* Data provided
-----

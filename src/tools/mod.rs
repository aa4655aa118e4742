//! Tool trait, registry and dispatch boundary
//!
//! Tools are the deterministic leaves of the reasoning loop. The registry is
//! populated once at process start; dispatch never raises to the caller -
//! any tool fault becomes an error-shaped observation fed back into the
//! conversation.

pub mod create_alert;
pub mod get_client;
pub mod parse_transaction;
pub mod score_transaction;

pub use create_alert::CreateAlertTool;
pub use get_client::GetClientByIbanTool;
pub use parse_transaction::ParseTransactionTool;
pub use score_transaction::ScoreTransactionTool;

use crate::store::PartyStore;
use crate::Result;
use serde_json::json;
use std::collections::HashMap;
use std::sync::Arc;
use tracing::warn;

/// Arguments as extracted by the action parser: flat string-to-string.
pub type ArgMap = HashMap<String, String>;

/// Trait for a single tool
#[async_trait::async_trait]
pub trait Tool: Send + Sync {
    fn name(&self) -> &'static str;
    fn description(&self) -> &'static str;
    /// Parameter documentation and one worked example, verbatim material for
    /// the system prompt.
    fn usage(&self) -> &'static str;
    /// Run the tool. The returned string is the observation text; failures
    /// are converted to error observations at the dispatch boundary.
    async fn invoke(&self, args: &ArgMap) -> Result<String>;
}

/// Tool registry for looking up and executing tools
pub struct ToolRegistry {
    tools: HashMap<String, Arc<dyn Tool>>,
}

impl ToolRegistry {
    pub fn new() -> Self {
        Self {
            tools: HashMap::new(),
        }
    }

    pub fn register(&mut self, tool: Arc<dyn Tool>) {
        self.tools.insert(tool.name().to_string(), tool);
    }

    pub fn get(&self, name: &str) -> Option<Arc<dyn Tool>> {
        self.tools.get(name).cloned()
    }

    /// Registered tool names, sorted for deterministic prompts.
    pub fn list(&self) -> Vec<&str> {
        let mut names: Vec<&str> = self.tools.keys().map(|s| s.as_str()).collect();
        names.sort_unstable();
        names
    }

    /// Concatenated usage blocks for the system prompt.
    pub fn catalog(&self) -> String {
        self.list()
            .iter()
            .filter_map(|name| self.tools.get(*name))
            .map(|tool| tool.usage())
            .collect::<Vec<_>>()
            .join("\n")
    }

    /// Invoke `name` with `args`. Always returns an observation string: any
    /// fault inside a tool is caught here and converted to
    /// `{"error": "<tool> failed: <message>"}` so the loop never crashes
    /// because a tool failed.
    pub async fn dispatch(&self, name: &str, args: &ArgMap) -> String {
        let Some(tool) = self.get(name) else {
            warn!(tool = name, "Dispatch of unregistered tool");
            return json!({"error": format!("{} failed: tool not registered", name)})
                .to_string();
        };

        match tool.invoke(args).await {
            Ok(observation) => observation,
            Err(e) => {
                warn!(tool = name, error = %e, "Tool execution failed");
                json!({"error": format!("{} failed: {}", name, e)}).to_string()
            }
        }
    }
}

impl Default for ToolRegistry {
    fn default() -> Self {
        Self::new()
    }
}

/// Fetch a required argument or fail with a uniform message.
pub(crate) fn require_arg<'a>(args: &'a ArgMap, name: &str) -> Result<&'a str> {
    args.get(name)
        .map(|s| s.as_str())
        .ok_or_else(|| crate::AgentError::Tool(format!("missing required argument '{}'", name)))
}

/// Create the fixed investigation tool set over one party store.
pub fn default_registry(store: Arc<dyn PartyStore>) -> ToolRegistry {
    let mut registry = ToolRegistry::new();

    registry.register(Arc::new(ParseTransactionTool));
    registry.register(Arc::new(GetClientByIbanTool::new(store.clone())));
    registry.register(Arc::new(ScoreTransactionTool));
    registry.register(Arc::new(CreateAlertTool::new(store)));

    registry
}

-----

* What you need to do
Transcribe all of the material above so that it matches the source exactly.

* Your response
filename src/tools/mod.rs
repository aa4655aa118e4742
//! Tool trait, registry and dispatch boundary
//!
//! Tools are the deterministic leaves of the reasoning loop. The registry is
//! populated once at process start; dispatch never raises to the caller -
//! any tool fault becomes an error-shaped observation fed back into the
//! conversation.

pub mod create_alert;
pub mod get_client;
pub mod parse_transaction;
pub mod score_transaction;

pub use create_alert::CreateAlertTool;
pub use get_client::GetClientByIbanTool;
pub use parse_transaction::ParseTransactionTool;
pub use score_transaction::ScoreTransactionTool;

use crate::store::PartyStore;
use crate::Result;
use serde_json::json;
use std::collections::HashMap;
use std::sync::Arc;
use tracing::warn;

/// Arguments as extracted by the action parser: flat string-to-string.
pub type ArgMap = HashMap<String, String>;

/// Trait for a single tool
#[async_trait::async_trait]
pub trait Tool: Send + Sync {
    fn name(&self) -> &'static str;
    fn description(&self) -> &'static str;
    /// Parameter documentation and one worked example, verbatim material for
    /// the system prompt.
    fn usage(&self) -> &'static str;
    /// Run the tool. The returned string is the observation text; failures
    /// are converted to error observations at the dispatch boundary.
    async fn invoke(&self, args: &ArgMap) -> Result<String>;
}

/// Tool registry for looking up and executing tools
pub struct ToolRegistry {
    tools: HashMap<String, Arc<dyn Tool>>,
}

impl ToolRegistry {
    pub fn new() -> Self {
        Self {
            tools: HashMap::new(),
        }
    }

    pub fn register(&mut self, tool: Arc<dyn Tool>) {
        self.tools.insert(tool.name().to_string(), tool);
    }

    pub fn get(&self, name: &str) -> Option<Arc<dyn Tool>> {
        self.tools.get(name).cloned()
    }

    /// Registered tool names, sorted for deterministic prompts.
    pub fn list(&self) -> Vec<&str> {
        let mut names: Vec<&str> = self.tools.keys().map(|s| s.as_str()).collect();
        names.sort_unstable();
        names
    }

    /// Concatenated usage blocks for the system prompt.
    pub fn catalog(&self) -> String {
        self.list()
            .iter()
            .filter_map(|name| self.tools.get(*name))
            .map(|tool| tool.usage())
            .collect::<Vec<_>>()
            .join("\n")
    }

    /// Invoke `name` with `args`. Always returns an observation string: any
    /// fault inside a tool is caught here and converted to
    /// `{"error": "<tool> failed: <message>"}` so the loop never crashes
    /// because a tool failed.
    pub async fn dispatch(&self, name: &str, args: &ArgMap) -> String {
        let Some(tool) = self.get(name) else {
            warn!(tool = name, "Dispatch of unregistered tool");
            return json!({"error": format!("{} failed: tool not registered", name)})
                .to_string();
        };

        match tool.invoke(args).await {
            Ok(observation) => observation,
            Err(e) => {
                warn!(tool = name, error = %e, "Tool execution failed");
                json!({"error": format!("{} failed: {}", name, e)}).to_string()
            }
        }
    }
}

impl Default for ToolRegistry {
    fn default() -> Self {
        Self::new()
    }
}

/// Fetch a required argument or fail with a uniform message.
pub(crate) fn require_arg<'a>(args: &'a ArgMap, name: &str) -> Result<&'a str> {
    args.get(name)
        .map(|s| s.as_str())
        .ok_or_else(|| crate::AgentError::Tool(format!("missing required argument '{}'", name)))
}

/// Create the fixed investigation tool set over one party store.
pub fn default_registry(store: Arc<dyn PartyStore>) -> ToolRegistry {
    let mut registry = ToolRegistry::new();

    registry.register(Arc::new(ParseTransactionTool));
    registry.register(Arc::new(GetClientByIbanTool::new(store.clone())));
    registry.register(Arc::new(ScoreTransactionTool));
    registry.register(Arc::new(CreateAlertTool::new(store)));

    registry
}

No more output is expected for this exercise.